This code computes the ULP of a number, assuming an IEEE-754 binary format:
typedef double FloatType;
/* Return the ULP of q.
This was inspired by Algorithm 3.5 in Siegfried M. Rump, Takeshi Ogita, and
Shin'ichi Oishi, "Accurate Floating-Point Summation", _Technical Report
05.12_, Faculty for Information and Communication Sciences, Hamburg
University of Technology, November 13, 2005.
Since this uses subnormals, it may have poor performance.
*/
FloatType ULP(FloatType q)
{
static const FloatType Epsilon = std::numeric_limits<FloatType>::epsilon();
static const FloatType Minimum = std::numeric_limits<FloatType>::denorm_min();
/* Scale is .75 ULP, so multiplying it by any significand in [1, 2) yields
something in [.75 ULP, 1.5 ULP) (even with rounding).
*/
static const FloatType Scale = 0.75 * Epsilon;
q = std::fabs(q);
/* In fmaf(q, -Scale, q), we subtract q*Scale from q, and q*Scale is
something more than .5 ULP but less than 1.5 ULP. That must produce q
- 1 ULP. Then we subtract that from q, so we get 1 ULP.

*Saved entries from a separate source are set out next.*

//! p2f Extractor
//!
//! Reads date, counterparty, document type and amount out of a PDF using an
//! LLM.
//!
//! # Architecture
//!
//! ```text
//! PDF → PdfExtractor → LLM → JSON → ExtractedFields → Item Processor
//! ```
//!
//! # Key Features
//!
//! - **Prompt construction**: response shape, date format, amount rules,
//!   own-company exclusion and the known vocabularies
//! - **Guard rails**: file size limit and a per-call timeout
//! - **Lenient parsing**: code fences, surrounding prose and numeric values
//!   are tolerated; the amount is reduced to digits
//!
//! # Example Usage
//!
//! ```no_run
//! use p2f_extractor::{ExtractorConfig, PdfExtractor};
//! use p2f_llm::MockProvider;
//! use std::path::Path;
//!
//! # async fn example() -> Result<(), Box<dyn std::error::Error>> {
//! let llm = MockProvider::new(
//!     r#"{"date":"20240115","partner":"Acme Corp","documentType":"請求書","amount":"15000"}"#,
//! );
//! let partners = vec!["Acme Corp".to_string()];
//! let document_types = vec!["請求書".to_string()];
//!
//! let extractor = PdfExtractor::new(llm, ExtractorConfig::default(), &partners, &document_types)?;
//! let fields = extractor.extract_file(Path::new("invoice_scan.pdf")).await?;
//!
//! println!("{} {} {} {}", fields.date, fields.partner, fields.document_type, fields.amount);
//! # Ok(())
//! # }
//! ```

#![warn(missing_docs)]

mod config;
mod error;
mod extractor;
mod parser;
mod prompt;


pub use config::ExtractorConfig;
pub use error::ExtractorError;
pub use extractor::PdfExtractor;
pub use parser::parse_llm_response;
pub use prompt::PromptBuilder;
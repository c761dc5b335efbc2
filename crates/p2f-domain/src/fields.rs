//! Extracted document fields

/// One of the four fields read out of a document
///
/// The placeholder names are the ones used in filename templates
/// (`{date}_{partner}_{documentType}_{amount}.pdf`).
#[derive(Debug, Clone, Copy, PartialEq, Eq, Hash)]
pub enum Field {
    /// Document date, digits only in the configured date format
    Date,

    /// Counterparty name
    Partner,

    /// Document type (invoice, receipt, ...)
    DocumentType,

    /// Amount, digits only without separators
    Amount,
}

impl Field {
    /// All fields in template order
    pub const ALL: [Field; 4] = [Field::Date, Field::Partner, Field::DocumentType, Field::Amount];

    /// Placeholder name as written inside `{}` in a template
    pub fn placeholder(&self) -> &'static str {
        match self {
            Field::Date => "date",
            Field::Partner => "partner",
            Field::DocumentType => "documentType",
            Field::Amount => "amount",
        }
    }

    /// Parse a placeholder name
    pub fn from_placeholder(name: &str) -> Option<Self> {
        Self::ALL.into_iter().find(|f| f.placeholder() == name)
    }

    /// Whether the field only ever holds digits
    pub fn is_numeric(&self) -> bool {
        matches!(self, Field::Date | Field::Amount)
    }
}

impl std::fmt::Display for Field {
    fn fmt(&self, f: &mut std::fmt::Formatter<'_>) -> std::fmt::Result {
        f.write_str(self.placeholder())
    }
}

/// Metadata extracted from a single PDF
///
/// Produced once per file by the extraction gateway and never modified
/// afterwards. `amount` is digit-only text and `"0"` when the document
/// carries no amount.
#[derive(Debug, Clone, PartialEq, Eq, Default)]
pub struct ExtractedFields {
    /// Document date (e.g. `20240115`)
    pub date: String,

    /// Counterparty name
    pub partner: String,

    /// Document type
    pub document_type: String,

    /// Amount without separators
    pub amount: String,
}

impl ExtractedFields {
    /// Create a new set of fields
    pub fn new(
        date: impl Into<String>,
        partner: impl Into<String>,
        document_type: impl Into<String>,
        amount: impl Into<String>,
    ) -> Self {
        Self {
            date: date.into(),
            partner: partner.into(),
            document_type: document_type.into(),
            amount: amount.into(),
        }
    }

    /// Value of a field
    pub fn get(&self, field: Field) -> &str {
        match field {
            Field::Date => &self.date,
            Field::Partner => &self.partner,
            Field::DocumentType => &self.document_type,
            Field::Amount => &self.amount,
        }
    }
}
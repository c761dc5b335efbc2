//! Terminal prompts.

use crate::config::OutputFormat;
use crate::error::{CliError, Result};
use p2f_domain::Prompter;
use p2f_pipeline::AFFIRMATIVE_TOKENS;
use rustyline::error::ReadlineError;
use rustyline::DefaultEditor;

/// Reads answers from the terminal with line editing.
pub struct ConsolePrompter {
    editor: DefaultEditor,
    format: OutputFormat,
}

impl ConsolePrompter {
    /// Create a prompter on the current terminal.
    ///
    /// With a machine-readable `format` the leading lines of a question are
    /// written to stderr so stdout holds only the summary.
    pub fn new(format: OutputFormat) -> Result<Self> {
        let editor = DefaultEditor::new()
            .map_err(|e| CliError::Prompt(format!("Failed to initialize editor: {}", e)))?;
        Ok(Self { editor, format })
    }
}

/// Split a question into the lines printed up front and the editable
/// last line.
fn split_question(question: &str) -> (Option<&str>, &str) {
    match question.rsplit_once('\n') {
        Some((head, tail)) => (Some(head), tail),
        None => (None, question),
    }
}

impl Prompter for ConsolePrompter {
    type Error = CliError;

    /// Leading lines of a multi-line question are printed first; only the
    /// last line becomes the editable prompt. End of input counts as an
    /// empty answer.
    fn ask(&mut self, question: &str) -> Result<String> {
        let (head, prompt) = split_question(question);
        if let Some(head) = head {
            if self.format.is_machine_readable() {
                eprintln!("{}", head);
            } else {
                println!("{}", head);
            }
        }

        match self.editor.readline(prompt) {
            Ok(line) => Ok(line),
            Err(ReadlineError::Eof) => Ok(String::new()),
            Err(ReadlineError::Interrupted) => Err(CliError::Interrupted),
            Err(e) => Err(CliError::Prompt(e.to_string())),
        }
    }
}

/// Whether an answer is a yes.
pub fn is_affirmative(answer: &str) -> bool {
    AFFIRMATIVE_TOKENS.contains(&answer.trim())
}

/// Ask a yes/no question; anything but a yes is a no.
pub fn confirm<P>(prompter: &mut P, question: &str) -> std::result::Result<bool, P::Error>
where
    P: Prompter,
{
    let answer = prompter.ask(question)?;
    Ok(is_affirmative(&answer))
}
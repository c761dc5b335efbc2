//! Input file discovery

use crate::error::PipelineError;
use p2f_naming::FileNameTemplate;
use regex::Regex;
use std::path::{Path, PathBuf};
use tracing::debug;

/// PDFs found in a directory
#[derive(Debug, Clone, Default)]
pub struct FileSet {
    /// Every `*.pdf` in the directory before filtering
    pub total: usize,

    /// Files matching the filter, sorted by name
    pub files: Vec<PathBuf>,
}

impl FileSet {
    /// How many of the selected files already follow the template
    pub fn count_formatted(&self, template: &FileNameTemplate) -> usize {
        self.files
            .iter()
            .filter(|path| template.is_valid_path(path))
            .count()
    }

    /// Selected files whose names do not follow the template yet
    pub fn unformatted(&self, template: &FileNameTemplate) -> Vec<PathBuf> {
        self.files
            .iter()
            .filter(|path| !template.is_valid_path(path))
            .cloned()
            .collect()
    }
}

/// Whether a path has a `.pdf` extension (any case)
pub fn is_pdf(path: &Path) -> bool {
    path.extension()
        .and_then(|ext| ext.to_str())
        .map(|ext| ext.eq_ignore_ascii_case("pdf"))
        .unwrap_or(false)
}

/// List the PDFs directly inside `dir`, optionally keeping only names that
/// match `filter`
///
/// Subdirectories are not descended into.
///
/// # Errors
///
/// Returns [`PipelineError::Io`] if the directory cannot be read.
pub fn discover_pdfs(dir: &Path, filter: Option<&Regex>) -> Result<FileSet, PipelineError> {
    let io_error = |source| PipelineError::Io {
        path: dir.to_path_buf(),
        source,
    };

    let mut pdfs = Vec::new();
    for entry in std::fs::read_dir(dir).map_err(io_error)? {
        let entry = entry.map_err(io_error)?;
        let path = entry.path();
        if path.is_file() && is_pdf(&path) {
            pdfs.push(path);
        }
    }
    pdfs.sort();

    let total = pdfs.len();
    let files: Vec<PathBuf> = match filter {
        Some(regex) => pdfs
            .into_iter()
            .filter(|path| {
                path.file_name()
                    .map(|name| regex.is_match(&name.to_string_lossy()))
                    .unwrap_or(false)
            })
            .collect(),
        None => pdfs,
    };

    debug!(
        "Found {} PDFs in {}, {} selected",
        total,
        dir.display(),
        files.len()
    );

    Ok(FileSet { total, files })
}

#[cfg(test)]
mod tests {
    use super::*;
    use p2f_naming::DEFAULT_TEMPLATE;
    use tempfile::TempDir;

    fn setup(names: &[&str]) -> TempDir {
        let dir = TempDir::new().unwrap();
        for name in names {
            std::fs::write(dir.path().join(name), b"%PDF").unwrap();
        }
        dir
    }

    fn names(files: &[PathBuf]) -> Vec<String> {
        files
            .iter()
            .map(|p| p.file_name().unwrap().to_string_lossy().into_owned())
            .collect()
    }

    #[test]
    fn test_lists_pdfs_case_insensitively_and_sorted() {
        let dir = setup(&["b.pdf", "a.PDF", "notes.txt", "c.Pdf"]);
        std::fs::create_dir(dir.path().join("sub.pdf")).unwrap();

        let set = discover_pdfs(dir.path(), None).unwrap();
        assert_eq!(set.total, 3);
        assert_eq!(names(&set.files), vec!["a.PDF", "b.pdf", "c.Pdf"]);
    }

    #[test]
    fn test_filter_applies_to_file_names() {
        let dir = setup(&["scan_001.pdf", "scan_002.pdf", "invoice.pdf"]);
        let filter = Regex::new("^scan_").unwrap();

        let set = discover_pdfs(dir.path(), Some(&filter)).unwrap();
        assert_eq!(set.total, 3);
        assert_eq!(names(&set.files), vec!["scan_001.pdf", "scan_002.pdf"]);
    }

    #[test]
    fn test_formatted_files_are_counted() {
        let dir = setup(&["20240115_Acme_請求書_100.pdf", "scan.pdf"]);
        let template = FileNameTemplate::parse(DEFAULT_TEMPLATE).unwrap();

        let set = discover_pdfs(dir.path(), None).unwrap();
        assert_eq!(set.count_formatted(&template), 1);
        assert_eq!(names(&set.unformatted(&template)), vec!["scan.pdf"]);
    }

    #[test]
    fn test_missing_directory_is_io_error() {
        let dir = TempDir::new().unwrap();
        let result = discover_pdfs(&dir.path().join("missing"), None);
        assert!(matches!(result, Err(PipelineError::Io { .. })));
    }

    #[test]
    fn test_is_pdf() {
        assert!(is_pdf(Path::new("a.pdf")));
        assert!(is_pdf(Path::new("a.PDF")));
        assert!(!is_pdf(Path::new("a.pdf.txt")));
        assert!(!is_pdf(Path::new("pdf")));
    }
}
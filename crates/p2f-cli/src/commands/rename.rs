//! Rename command implementation.

use crate::config::{OutputFormat, RunConfig};
use crate::error::{CliError, Result};
use crate::output::Formatter;
use crate::progress::BarObserver;
use crate::prompt::{confirm, is_affirmative};
use p2f_domain::{ExtractionGateway, Prompter};
use p2f_extractor::PdfExtractor;
use p2f_llm::OpenAiProvider;
use p2f_naming::FileNameTemplate;
use p2f_pipeline::{
    discover_pdfs, is_pdf, BatchResult, BatchScheduler, ItemProcessor, PipelineConfig,
    ReconciliationReport, ReconciliationSession,
};
use p2f_taxonomy::Taxonomy;
use std::path::{Path, PathBuf};
use std::sync::Arc;
use tracing::{debug, info, warn};

const COMPANY_NAME_QUESTION: &str = "my_company.name is not set. Setting it keeps your own \
     company from being taken for the trading partner on your documents.\n\
     Abort? [y/n] ";

const DIRECTORY_QUESTION: &str = "A directory was given. Rename the PDF files in it? [y/n] ";

/// What a rename run did.
#[derive(Debug)]
pub struct RenameSummary {
    /// Batch phase
    pub batch: BatchResult,
    /// Reconciliation phase
    pub reconciliation: ReconciliationReport,
}

/// Execute the rename command.
pub async fn execute_rename<P>(
    path: &Path,
    config: &RunConfig,
    formatter: &Formatter,
    prompter: &mut P,
) -> Result<()>
where
    P: Prompter<Error = CliError>,
{
    let template = FileNameTemplate::parse(&config.file_name_format)?;
    let taxonomy = Taxonomy::load(&config.trading_partner_file, &config.document_type_file)?;
    debug!(
        "Loaded {} partners and {} document types",
        taxonomy.partners().len(),
        taxonomy.document_types().len()
    );

    if !config.assume_yes && !check_company_name(&config.company_name, prompter)? {
        status(formatter, &formatter.info("Aborted."));
        return Ok(());
    }

    let files = match select_files(path, config, &template, formatter, prompter)? {
        Some(files) if !files.is_empty() => files,
        Some(_) => {
            status(formatter, &formatter.info("Nothing to rename."));
            return Ok(());
        }
        None => return Ok(()),
    };

    let provider = OpenAiProvider::new(&config.endpoint, &config.model, &config.api_key)?;
    let extractor = PdfExtractor::new(
        provider,
        config.extractor.clone(),
        taxonomy.partners().entries(),
        taxonomy.document_types().entries(),
    )?;
    info!("Using model {}", extractor.model_name());

    rename_files(
        extractor,
        taxonomy,
        template,
        files,
        &config.pipeline,
        formatter,
        prompter,
    )
    .await?;

    Ok(())
}

/// Ask whether to go on without a company name.
///
/// Returns `true` to continue. An empty or affirmative answer aborts.
pub fn check_company_name<P>(company_name: &str, prompter: &mut P) -> Result<bool>
where
    P: Prompter<Error = CliError>,
{
    if !company_name.trim().is_empty() {
        return Ok(true);
    }
    let answer = prompter.ask(COMPANY_NAME_QUESTION)?;
    Ok(!(answer.trim().is_empty() || is_affirmative(&answer)))
}

/// Resolve the files to process.
///
/// Returns `None` when there is nothing to do: a single file that already
/// follows the format, or a directory the operator declined.
pub fn select_files<P>(
    path: &Path,
    config: &RunConfig,
    template: &FileNameTemplate,
    formatter: &Formatter,
    prompter: &mut P,
) -> Result<Option<Vec<PathBuf>>>
where
    P: Prompter<Error = CliError>,
{
    let metadata = std::fs::metadata(path)
        .map_err(|e| CliError::InvalidInput(format!("{}: {}", path.display(), e)))?;
    let skip_format_check = config.pipeline.skip_format_check;

    if metadata.is_file() {
        if !is_pdf(path) {
            return Err(CliError::InvalidInput(format!(
                "{} is not a PDF file",
                path.display()
            )));
        }
        if config.filter.is_some() {
            warn!("--filter only applies to directories, ignoring it");
        }
        if !skip_format_check && template.is_valid_path(path) {
            let name = path.file_name().unwrap_or_default().to_string_lossy();
            status(formatter, &formatter.info(&format!("{} already follows the format.", name)));
            return Ok(None);
        }
        return Ok(Some(vec![path.to_path_buf()]));
    }

    if !config.assume_yes && !confirm(prompter, DIRECTORY_QUESTION)? {
        status(formatter, &formatter.info("Aborted."));
        return Ok(None);
    }

    let set = discover_pdfs(path, config.filter.as_ref())?;
    status(
        formatter,
        &formatter.info(&format!("{} PDF files in {}", set.total, path.display())),
    );
    if config.filter.is_some() {
        status(
            formatter,
            &formatter.info(&format!("{} files matched the filter", set.files.len())),
        );
    }

    if skip_format_check {
        status(
            formatter,
            &formatter.info(&format!("Processing all {} files", set.files.len())),
        );
        return Ok(Some(set.files));
    }

    let formatted = set.count_formatted(template);
    let files = set.unformatted(template);
    status(
        formatter,
        &formatter.info(&format!(
            "{} of {} files already follow the format; processing {}",
            formatted,
            set.files.len(),
            files.len()
        )),
    );
    Ok(Some(files))
}

/// Rename `files`, print the summary, then reconcile the taxonomy.
///
/// The taxonomy is shared with the batch and taken back once every file
/// has finished.
pub async fn rename_files<G, P>(
    gateway: G,
    taxonomy: Taxonomy,
    template: FileNameTemplate,
    files: Vec<PathBuf>,
    config: &PipelineConfig,
    formatter: &Formatter,
    prompter: &mut P,
) -> Result<RenameSummary>
where
    G: ExtractionGateway + Send + Sync + 'static,
    G::Error: std::fmt::Display,
    P: Prompter<Error = CliError>,
{
    let taxonomy = Arc::new(taxonomy);
    let processor = ItemProcessor::new(gateway, Arc::clone(&taxonomy), Arc::new(template));
    let scheduler = BatchScheduler::new(processor, config)?;

    let observer = Arc::new(match formatter.format() {
        OutputFormat::Table => BarObserver::new(files.len()),
        _ => BarObserver::hidden(),
    });
    let batch = scheduler
        .run_with_progress(files, Arc::clone(&observer) as Arc<dyn p2f_pipeline::ProgressObserver>)
        .await?;
    observer.finish();
    drop(scheduler);

    println!("{}", formatter.batch_summary(&batch)?);

    let mut taxonomy = Arc::unwrap_or_clone(taxonomy);
    let reconciliation =
        ReconciliationSession::new(&mut taxonomy, prompter).run(batch.unregistered())?;
    if !reconciliation.is_empty() {
        let text = formatter.reconciliation(&reconciliation)?;
        if !text.is_empty() {
            println!("{}", text);
        }
    }

    Ok(RenameSummary {
        batch,
        reconciliation,
    })
}

/// Progress notes go to stdout for tables, stderr otherwise.
fn status(formatter: &Formatter, message: &str) {
    if formatter.format().is_machine_readable() {
        eprintln!("{}", message);
    } else {
        println!("{}", message);
    }
}
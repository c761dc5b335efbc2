//! Command implementations.

pub mod rename;

pub use rename::{
    check_company_name, execute_rename, rename_files, select_files, RenameSummary,
};
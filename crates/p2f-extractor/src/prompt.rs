//! LLM prompt engineering for field extraction

use crate::config::ExtractorConfig;

/// Builds the instruction sent alongside every PDF
///
/// The prompt does not depend on the document, so it is built once per run.
pub struct PromptBuilder<'a> {
    config: &'a ExtractorConfig,
    partners: &'a [String],
    document_types: &'a [String],
}

impl<'a> PromptBuilder<'a> {
    /// Create a new prompt builder
    pub fn new(config: &'a ExtractorConfig) -> Self {
        Self {
            config,
            partners: &[],
            document_types: &[],
        }
    }

    /// Known trading partners the model should prefer
    pub fn with_partners(mut self, partners: &'a [String]) -> Self {
        self.partners = partners;
        self
    }

    /// Known document types the model should prefer
    pub fn with_document_types(mut self, document_types: &'a [String]) -> Self {
        self.document_types = document_types;
        self
    }

    /// Build the complete extraction prompt
    pub fn build(&self) -> String {
        let mut prompt = String::new();

        // 1. Task and response shape
        prompt.push_str(EXTRACTION_INSTRUCTIONS);
        prompt.push_str("\n\n");

        // 2. Field rules
        prompt.push_str("## Values\n");
        prompt.push_str(&format!(
            "- date: the document date in {} format.\n",
            self.config.date_format
        ));
        prompt.push_str(
            "- partner: prefer a name from the trading partner list below; \
             if none matches, take the name from the document.\n",
        );
        prompt.push_str(
            "- documentType: prefer a type from the document type list below; \
             if none matches, choose a fitting new type.\n",
        );
        prompt.push_str(
            "- amount: the total as half-width digits without separators; \
             0 if the document has no amount.\n\n",
        );

        // 3. Own company exclusion
        if let Some(names) = self.own_company_names() {
            prompt.push_str("## Notes\n");
            prompt.push_str(&format!(
                "- {} is our own company; never use it as the partner.\n\n",
                names
            ));
        }

        // 4. Known vocabularies
        prompt.push_str("## Trading partner list\n");
        prompt.push_str(&self.partners.join(","));
        prompt.push_str("\n\n## Document type list\n");
        prompt.push_str(&self.document_types.join(","));
        prompt.push('\n');

        // 5. Operator additions
        if let Some(extra) = self
            .config
            .extra_prompt
            .as_deref()
            .filter(|s| !s.trim().is_empty())
        {
            prompt.push_str("\n## Additional instructions\n");
            prompt.push_str(extra);
            prompt.push('\n');
        }

        prompt
    }

    fn own_company_names(&self) -> Option<String> {
        let names: Vec<&str> = std::iter::once(self.config.company_name.as_str())
            .chain(self.config.company_aliases.iter().map(String::as_str))
            .map(str::trim)
            .filter(|s| !s.is_empty())
            .collect();
        match names.as_slice() {
            [] => None,
            [name] => Some(format!("\"{}\"", name)),
            _ => Some(
                names
                    .iter()
                    .map(|n| format!("\"{}\"", n))
                    .collect::<Vec<_>>()
                    .join(" or "),
            ),
        }
    }
}

const EXTRACTION_INSTRUCTIONS: &str = r#"## Task
Extract the following information from the attached PDF and output it as JSON.

## Response format
{"date": "...", "partner": "...", "documentType": "...", "amount": "..."}

- Output a single JSON object parseable by a strict JSON parser.
- Quote every property name with double quotes.
- Do not wrap the JSON in a code block and do not add explanations."#;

The significand 1 is of particular interest. We subtract .75 ULP from
q, which is midway between the greatest two floating-point numbers less
than q. Since we round to even, the lesser one is selected, which is
less than q by 1 ULP of q, although 2 ULP of itself.
*/
return std::fmax(Minimum, q - std::fma(q, -Scale, q));
}